Inactivation of Fibrillin‐1 in Vascular Smooth Muscle Cells (VSMCs) but not Endothelial Cells (ECs) replicates Thoracic Aortic Aneurysm (TAA) seen in Marfan Syndrome (MFS)

Dissecting TAA in MFS is associated with elevated TGFβ activity secondary to structural or quantitative defects in FBN1 . Perinatal lethality of mice with germ line inactivation of Fbn1 has underscored the importance of fibrillin microfibrils in aortic growth and homeostasis without identifying the main tissue compartment contributing to TAA. Objective Determine the contribution of fibrillin‐1 production by VSMCs and ECs in MFS vascular pathology.
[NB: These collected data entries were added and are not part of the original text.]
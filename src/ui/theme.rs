use ratatui::style::{Color, Modifier, Style};
use serde::Deserialize;

/// All available built-in theme names.
pub const BUILTIN_THEME_NAMES: &[&str] = &["default", "gruvbox", "nord", "dracula"];

/// Data-driven theme: every color in one struct.
/// Constructed from built-in presets or loaded from TOML files.
#[derive(Debug, Clone)]
pub struct Theme {
    pub name: String,

    // ── Brand / Primary ──────────────────────────────────────
    pub accent: Color,
    pub accent_secondary: Color,
    pub bg_dark: Color,

    // ── Text ─────────────────────────────────────────────────
    pub text_primary: Color,
    pub text_dim: Color,
    pub text_muted: Color,

    // ── Semantic ─────────────────────────────────────────────
    pub success: Color,
    pub warning: Color,
    pub danger: Color,
    pub info: Color,

    // ── Borders ──────────────────────────────────────────────
    pub border: Color,

    // ── AI ───────────────────────────────────────────────────
    pub ai_accent: Color,
    pub ai_response: Color,
}

impl Theme {
    // ── Constructors ─────────────────────────────────────────

    /// Default dark theme (the console's own palette).
    pub fn default_dark() -> Self {
        Self {
            name: "default".to_string(),
            accent: Color::Rgb(99, 179, 237),
            accent_secondary: Color::Rgb(129, 230, 217),
            bg_dark: Color::Rgb(22, 22, 30),
            text_primary: Color::Rgb(220, 220, 235),
            text_dim: Color::Rgb(120, 120, 145),
            text_muted: Color::Rgb(80, 80, 100),
            success: Color::Rgb(72, 199, 142),
            warning: Color::Rgb(255, 193, 69),
            danger: Color::Rgb(255, 85, 85),
            info: Color::Rgb(99, 179, 237),
            border: Color::Rgb(55, 55, 75),
            ai_accent: Color::Rgb(217, 143, 255),
            ai_response: Color::Rgb(200, 210, 230),
        }
    }

    /// Gruvbox dark palette.
    pub fn gruvbox() -> Self {
        Self {
            name: "gruvbox".to_string(),
            accent: Color::Rgb(215, 153, 33),            // yellow
            accent_secondary: Color::Rgb(142, 192, 124), // green
            bg_dark: Color::Rgb(40, 40, 40),             // bg0
            text_primary: Color::Rgb(235, 219, 178),     // fg
            text_dim: Color::Rgb(168, 153, 132),         // fg4
            text_muted: Color::Rgb(102, 92, 84),         // bg4
            success: Color::Rgb(142, 192, 124),          // green
            warning: Color::Rgb(250, 189, 47),           // yellow bright
            danger: Color::Rgb(251, 73, 52),             // red
            info: Color::Rgb(131, 165, 152),             // blue
            border: Color::Rgb(80, 73, 69),
            ai_accent: Color::Rgb(211, 134, 155), // purple
            ai_response: Color::Rgb(235, 219, 178),
        }
    }

    /// Nord palette.
    pub fn nord() -> Self {
        Self {
            name: "nord".to_string(),
            accent: Color::Rgb(136, 192, 208),           // nord8 frost
            accent_secondary: Color::Rgb(143, 188, 187), // nord7
            bg_dark: Color::Rgb(46, 52, 64),             // nord0
            text_primary: Color::Rgb(229, 233, 240),     // nord5
            text_dim: Color::Rgb(182, 191, 204),
            text_muted: Color::Rgb(107, 112, 127),
            success: Color::Rgb(163, 190, 140), // nord14 green
            warning: Color::Rgb(235, 203, 139), // nord13 yellow
            danger: Color::Rgb(191, 97, 106),   // nord11 red
            info: Color::Rgb(129, 161, 193),    // nord9
            border: Color::Rgb(76, 86, 106),    // nord3
            ai_accent: Color::Rgb(180, 142, 173), // nord15 purple
            ai_response: Color::Rgb(216, 222, 233), // nord4
        }
    }

    /// Dracula palette.
    pub fn dracula() -> Self {
        Self {
            name: "dracula".to_string(),
            accent: Color::Rgb(139, 233, 253),          // cyan
            accent_secondary: Color::Rgb(80, 250, 123), // green
            bg_dark: Color::Rgb(40, 42, 54),            // background
            text_primary: Color::Rgb(248, 248, 242),    // foreground
            text_dim: Color::Rgb(188, 188, 172),
            text_muted: Color::Rgb(98, 114, 164), // comment
            success: Color::Rgb(80, 250, 123),    // green
            warning: Color::Rgb(241, 250, 140),   // yellow
            danger: Color::Rgb(255, 85, 85),      // red
            info: Color::Rgb(139, 233, 253),      // cyan
            border: Color::Rgb(98, 114, 164),     // comment
            ai_accent: Color::Rgb(189, 147, 249), // purple
            ai_response: Color::Rgb(248, 248, 242),
        }
    }

    /// Look up a built-in theme by name (case-insensitive).
    pub fn by_name(name: &str) -> Option<Self> {
        match name.to_lowercase().as_str() {
            "default" => Some(Self::default_dark()),
            "gruvbox" => Some(Self::gruvbox()),
            "nord" => Some(Self::nord()),
            "dracula" => Some(Self::dracula()),
            _ => None,
        }
    }

    /// Cycle to the next built-in theme.
    pub fn next_builtin(&self) -> Self {
        let idx = BUILTIN_THEME_NAMES
            .iter()
            .position(|&n| n == self.name)
            .unwrap_or(0);
        let next_idx = (idx + 1) % BUILTIN_THEME_NAMES.len();
        Self::by_name(BUILTIN_THEME_NAMES[next_idx]).unwrap()
    }

    /// Load a custom theme from a TOML file, falling back to default for missing fields.
    pub fn from_toml_file(path: &std::path::Path) -> Option<Self> {
        let content = std::fs::read_to_string(path).ok()?;
        let file: ThemeFile = toml::from_str(&content).ok()?;
        Some(
            file.into_theme(
                path.file_stem()
                    .and_then(|s| s.to_str())
                    .unwrap_or("custom"),
            ),
        )
    }

    // ── Computed Styles ──────────────────────────────────────

    pub fn header_style(&self) -> Style {
        Style::default()
            .fg(self.accent)
            .add_modifier(Modifier::BOLD)
    }

    pub fn tab_active_style(&self) -> Style {
        Style::default()
            .fg(self.bg_dark)
            .bg(self.accent)
            .add_modifier(Modifier::BOLD)
    }

    pub fn tab_inactive_style(&self) -> Style {
        Style::default().fg(self.text_dim)
    }

    pub fn border_style(&self) -> Style {
        Style::default().fg(self.border)
    }

    pub fn border_highlight_style(&self) -> Style {
        Style::default().fg(self.accent)
    }
}

impl Default for Theme {
    fn default() -> Self {
        Self::default_dark()
    }
}

// ── TOML deserialization for custom themes ──────────────────

/// Intermediate struct for parsing theme TOML files.
/// All fields are optional — missing fields inherit from the default theme.
#[derive(Debug, Deserialize, Default)]
#[serde(default)]
struct ThemeFile {
    accent: Option<String>,
    accent_secondary: Option<String>,
    bg_dark: Option<String>,
    text_primary: Option<String>,
    text_dim: Option<String>,
    text_muted: Option<String>,
    success: Option<String>,
    warning: Option<String>,
    danger: Option<String>,
    info: Option<String>,
    border: Option<String>,
    ai_accent: Option<String>,
    ai_response: Option<String>,
}

impl ThemeFile {
    fn into_theme(self, name: &str) -> Theme {
        let base = Theme::default_dark();
        Theme {
            name: name.to_string(),
            accent: parse_color(&self.accent).unwrap_or(base.accent),
            accent_secondary: parse_color(&self.accent_secondary).unwrap_or(base.accent_secondary),
            bg_dark: parse_color(&self.bg_dark).unwrap_or(base.bg_dark),
            text_primary: parse_color(&self.text_primary).unwrap_or(base.text_primary),
            text_dim: parse_color(&self.text_dim).unwrap_or(base.text_dim),
            text_muted: parse_color(&self.text_muted).unwrap_or(base.text_muted),
            success: parse_color(&self.success).unwrap_or(base.success),
            warning: parse_color(&self.warning).unwrap_or(base.warning),
            danger: parse_color(&self.danger).unwrap_or(base.danger),
            info: parse_color(&self.info).unwrap_or(base.info),
            border: parse_color(&self.border).unwrap_or(base.border),
            ai_accent: parse_color(&self.ai_accent).unwrap_or(base.ai_accent),
            ai_response: parse_color(&self.ai_response).unwrap_or(base.ai_response),
        }
    }
}

/// Parse a "#rrggbb" or "rrggbb" hex string into a Color.
fn parse_color(opt: &Option<String>) -> Option<Color> {
    let s = opt.as_ref()?;
    let hex = s.trim_start_matches('#');
    if hex.len() != 6 {
        return None;
    }
    let r = u8::from_str_radix(&hex[0..2], 16).ok()?;
    let g = u8::from_str_radix(&hex[2..4], 16).ok()?;
    let b = u8::from_str_radix(&hex[4..6], 16).ok()?;
    Some(Color::Rgb(r, g, b))
}

#[cfg(test)]
mod tests {
    use super::*;

    #[test]
    fn parse_color_with_hash() {
        assert_eq!(
            parse_color(&Some("#ff8800".to_string())),
            Some(Color::Rgb(255, 136, 0))
        );
    }

    #[test]
    fn parse_color_without_hash() {
        assert_eq!(
            parse_color(&Some("639fed".to_string())),
            Some(Color::Rgb(99, 159, 237))
        );
    }

    #[test]
    fn parse_color_invalid_length() {
        assert_eq!(parse_color(&Some("#fff".to_string())), None);
    }

    #[test]
    fn parse_color_invalid_hex() {
        assert_eq!(parse_color(&Some("#zzzzzz".to_string())), None);
    }

    #[test]
    fn parse_color_none() {
        assert_eq!(parse_color(&None), None);
    }

    #[test]
    fn by_name_all_builtins() {
        for name in BUILTIN_THEME_NAMES {
            let theme = Theme::by_name(name).unwrap();
            assert_eq!(&theme.name, name);
        }
    }

    #[test]
    fn by_name_case_insensitive() {
        assert!(Theme::by_name("NORD").is_some());
    }

    #[test]
    fn by_name_unknown() {
        assert!(Theme::by_name("daylight").is_none());
    }

    #[test]
    fn next_builtin_cycles_through_all() {
        let mut theme = Theme::default_dark();
        for expected in BUILTIN_THEME_NAMES.iter().cycle().skip(1).take(4) {
            theme = theme.next_builtin();
            assert_eq!(&theme.name, expected);
        }
    }

    #[test]
    fn theme_file_missing_fields_inherit_default() {
        let file: ThemeFile = toml::from_str(r##"accent = "#112233""##).unwrap();
        let theme = file.into_theme("custom");
        assert_eq!(theme.accent, Color::Rgb(17, 34, 51));
        assert_eq!(theme.danger, Theme::default_dark().danger);
        assert_eq!(theme.name, "custom");
    }
}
Method A new conditional Fbn1 mouse model was created to allow for the selective study of fibrillin‐1 in unique tissues. Female mice with the conditional allele (Fbn1 fl ) were crossed with male transgenic mice harboring a germ line null allele (Fbn1 mgN ) and expressing Cre in either VSMCs ( SM22α‐Cre ) or ECs ( Cdh5‐Cre ). The germ line null allele was paired with the conditional allele to increase the probability of tissue specific Cre excision. Tissue specific Cre excision was monitored by crossing the tissue specific mice with RosaLacZ reporter mice. Results Inactivation of fibrillin‐1 in VSMCs (Fbn1 fl/mgN ; SM22α‐Cre + ), but not ECs, replicates the germ line null phenotype with elastic fiber fragmentation, aortic aneurysm, and death due to dissection by P16. Conclusions Lack of fibrillin‐1 production by VSMCs in the media of the ascending aorta is necessary and sufficient for the development of TAA.